- Original UK tour poster
- Music: Various
- Lyrics: Various
- Book: Jeff Pope
- Basis: The life and music of Cilla Black and Cilla (2014 TV series) by Jeff Pope
- Premiere: 1 September 2017: Liverpool Empire Theatre
- Productions: 2017 UK tour

= Cilla The Musical =

Musical written by Jeff Pope

Cilla The Musical is a jukebox musical written by Jeff Pope based on the early career and music of Cilla Black and Pope's 2014 ITV drama biopic of the same name.

== Production ==

=== Original UK tour (2017–18) ===
Produced by Bill Kenwright and Laurie Mansfield, the production opened at the Liverpool Empire Theatre from 7 September 2017 before touring the UK, starring Kara Lilly Hayworth as Cilla and Andrew Lancel as Brian Epstein.
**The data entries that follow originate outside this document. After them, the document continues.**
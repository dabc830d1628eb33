//! Customer complaints about purchases.

use chrono::{DateTime, Utc};
use serde::{Deserialize, Serialize};
use std::sync::Arc;
use std::time::Duration;
use thiserror::Error;
use tracing::{info, warn};
use uuid::Uuid;

use crate::model::{TxId, UserId};
use crate::ports::{ComplaintStore, StoreError, bounded};

#[derive(Debug, Clone, Copy, PartialEq, Eq, Serialize, Deserialize)]
#[serde(rename_all = "snake_case")]
pub enum ComplaintType {
    PaymentIssue,
    TokenNotWorking,
    WrongAmount,
    ServiceIssue,
    Other,
}

#[derive(Debug, Clone, Copy, PartialEq, Eq, PartialOrd, Ord, Default, Serialize, Deserialize)]
#[serde(rename_all = "snake_case")]
pub enum Priority {
    Low,
    #[default]
    Medium,
    High,
    Urgent,
}

#[derive(Debug, Clone, Copy, PartialEq, Eq, Default, Serialize, Deserialize)]
#[serde(rename_all = "snake_case")]
pub enum ComplaintStatus {
    #[default]
    Open,
    InProgress,
    Resolved,
    Closed,
}

impl ComplaintStatus {
    pub fn is_terminal(self) -> bool {
        matches!(self, ComplaintStatus::Resolved | ComplaintStatus::Closed)
    }

    /// Open may move to any other state; InProgress only to a terminal one.
    pub fn can_move_to(self, next: ComplaintStatus) -> bool {
        use ComplaintStatus::*;
        matches!(
            (self, next),
            (Open, InProgress) | (Open, Resolved) | (Open, Closed)
                | (InProgress, Resolved) | (InProgress, Closed)
        )
    }
}

#[derive(Debug, Error, Clone, PartialEq, Eq)]
pub enum ComplaintError {
    #[error("complaint subject is required")]
    EmptySubject,
    #[error("complaint description is required")]
    EmptyDescription,
    #[error("cannot move complaint from {from:?} to {to:?}")]
    InvalidTransition {
        from: ComplaintStatus,
        to: ComplaintStatus,
    },
    #[error("complaint {0} not found")]
    NotFound(Uuid),
    #[error(transparent)]
    Store(#[from] StoreError),
}

/// A status change made by an admin.
#[derive(Debug, Clone, PartialEq, Eq)]
pub struct StatusUpdate {
    pub status: ComplaintStatus,
    pub admin_notes: Option<String>,
    /// Kept only when `status` is terminal.
    pub resolution: Option<String>,
}

impl StatusUpdate {
    pub fn to(status: ComplaintStatus) -> Self {
        Self {
            status,
            admin_notes: None,
            resolution: None,
        }
    }

    pub fn with_notes(mut self, notes: impl Into<String>) -> Self {
        self.admin_notes = Some(notes.into());
        self
    }

    pub fn with_resolution(mut self, resolution: impl Into<String>) -> Self {
        self.resolution = Some(resolution.into());
        self
    }
}

#[derive(Debug, Clone, PartialEq, Eq, Serialize, Deserialize)]
pub struct Complaint {
    pub id: Uuid,
    pub user_id: UserId,
    pub transaction_id: Option<TxId>,
    pub complaint_type: ComplaintType,
    pub subject: String,
    pub description: String,
    pub status: ComplaintStatus,
    pub priority: Priority,
    /// Admin handling the complaint.
    pub assigned_to: Option<UserId>,
    pub admin_notes: Option<String>,
    pub resolution: Option<String>,
    pub resolved_at: Option<DateTime<Utc>>,
    pub created_at: DateTime<Utc>,
    pub updated_at: DateTime<Utc>,
}

impl Complaint {
    /// File a new complaint: open, medium priority, unassigned.
    pub fn open(
        user_id: UserId,
        complaint_type: ComplaintType,
        subject: &str,
        description: &str,
        transaction_id: Option<TxId>,
    ) -> Result<Self, ComplaintError> {
        let subject = subject.trim();
        let description = description.trim();
        if subject.is_empty() {
            return Err(ComplaintError::EmptySubject);
        }
        if description.is_empty() {
            return Err(ComplaintError::EmptyDescription);
        }

        let now = Utc::now();
        Ok(Self {
            id: Uuid::new_v4(),
            user_id,
            transaction_id,
            complaint_type,
            subject: subject.to_string(),
            description: description.to_string(),
            status: ComplaintStatus::Open,
            priority: Priority::default(),
            assigned_to: None,
            admin_notes: None,
            resolution: None,
            resolved_at: None,
            created_at: now,
            updated_at: now,
        })
    }

    /// Move to `update.status`. Reaching a terminal state stamps `resolved_at`
    /// and records the resolution.
    pub fn transition(&mut self, update: StatusUpdate) -> Result<(), ComplaintError> {
        let next = update.status;
        if !self.status.can_move_to(next) {
            return Err(ComplaintError::InvalidTransition {
                from: self.status,
                to: next,
            });
        }

        let now = Utc::now();
        self.status = next;
        if update.admin_notes.is_some() {
            self.admin_notes = update.admin_notes;
        }
        if next.is_terminal() {
            self.resolution = update.resolution;
            self.resolved_at = Some(now);
        }
        self.updated_at = now;
        Ok(())
    }

    /// Hand to an admin; an open complaint starts progressing.
    pub fn assign(&mut self, admin: UserId) -> Result<(), ComplaintError> {
        if self.status.is_terminal() {
            return Err(ComplaintError::InvalidTransition {
                from: self.status,
                to: ComplaintStatus::InProgress,
            });
        }
        self.assigned_to = Some(admin);
        if self.status == ComplaintStatus::Open {
            self.status = ComplaintStatus::InProgress;
        }
        self.updated_at = Utc::now();
        Ok(())
    }

    pub fn set_priority(&mut self, priority: Priority) {
        self.priority = priority;
        self.updated_at = Utc::now();
    }
}

/// Complaint counts per status.
#[derive(Debug, Clone, Copy, PartialEq, Eq, Default, Serialize)]
pub struct ComplaintStats {
    pub total: usize,
    pub open: usize,
    pub in_progress: usize,
    pub resolved: usize,
    pub closed: usize,
}

impl ComplaintStats {
    pub fn from_complaints(complaints: &[Complaint]) -> Self {
        complaints.iter().fold(Self::default(), |mut stats, c| {
            stats.total += 1;
            match c.status {
                ComplaintStatus::Open => stats.open += 1,
                ComplaintStatus::InProgress => stats.in_progress += 1,
                ComplaintStatus::Resolved => stats.resolved += 1,
                ComplaintStatus::Closed => stats.closed += 1,
            }
            stats
        })
    }
}

/// Files complaints for customers and moves them along for admins.
pub struct ComplaintDesk {
    store: Arc<dyn ComplaintStore>,
    store_timeout: Duration,
}

/// Public API
impl ComplaintDesk {
    pub fn new(store: Arc<dyn ComplaintStore>, store_timeout: Duration) -> Self {
        Self {
            store,
            store_timeout,
        }
    }

    pub async fn submit(
        &self,
        user: UserId,
        complaint_type: ComplaintType,
        subject: &str,
        description: &str,
        transaction_id: Option<TxId>,
    ) -> Result<Complaint, ComplaintError> {
        let complaint = Complaint::open(user, complaint_type, subject, description, transaction_id)?;
        let result = bounded("insert", self.store_timeout, self.store.insert(complaint))
            .await
            .map_err(ComplaintError::from);
        Self::log_result("submit", &result);
        result
    }

    /// The user's complaints, newest-first.
    pub async fn list_for_user(&self, user: &UserId) -> Result<Vec<Complaint>, ComplaintError> {
        Ok(bounded("list", self.store_timeout, self.store.list_by_user(user)).await?)
    }

    pub async fn update_status(
        &self,
        id: Uuid,
        update: StatusUpdate,
    ) -> Result<Complaint, ComplaintError> {
        let result = self.modify(id, |c| c.transition(update)).await;
        Self::log_result("status update", &result);
        result
    }

    pub async fn assign(&self, id: Uuid, admin: UserId) -> Result<Complaint, ComplaintError> {
        let result = self.modify(id, |c| c.assign(admin)).await;
        Self::log_result("assign", &result);
        result
    }

    pub async fn set_priority(
        &self,
        id: Uuid,
        priority: Priority,
    ) -> Result<Complaint, ComplaintError> {
        self.modify(id, |c| {
            c.set_priority(priority);
            Ok(())
        })
        .await
    }

    /// Counts over every complaint.
    pub async fn stats(&self) -> Result<ComplaintStats, ComplaintError> {
        let all = bounded("list", self.store_timeout, self.store.list_all()).await?;
        Ok(ComplaintStats::from_complaints(&all))
    }
}

/// Private API
impl ComplaintDesk {
    fn log_result(op: &str, result: &Result<Complaint, ComplaintError>) {
        match result {
            Ok(c) => info!(
                complaint = %c.id,
                user = %c.user_id,
                status = ?c.status,
                "complaint {op} applied"
            ),
            Err(e) => warn!(reason = %e, "complaint {op} rejected"),
        }
    }

    async fn modify(
        &self,
        id: Uuid,
        change: impl FnOnce(&mut Complaint) -> Result<(), ComplaintError>,
    ) -> Result<Complaint, ComplaintError> {
        let mut complaint = bounded("get", self.store_timeout, self.store.get(id))
            .await?
            .ok_or(ComplaintError::NotFound(id))?;
        change(&mut complaint)?;
        Ok(bounded("save", self.store_timeout, self.store.save(complaint)).await?)
    }
}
The production was directed by Kenwright and Bob Tomson, choreographed by Carole Todd, set and costume designed by Gary McCann, lighting designed by Nick Richings, sound designed by Dan Samson, wigs designed by Richard Mawbey, with Scott Alder as musical director and Gary Hickeson as musical producer and orchestral arrangement.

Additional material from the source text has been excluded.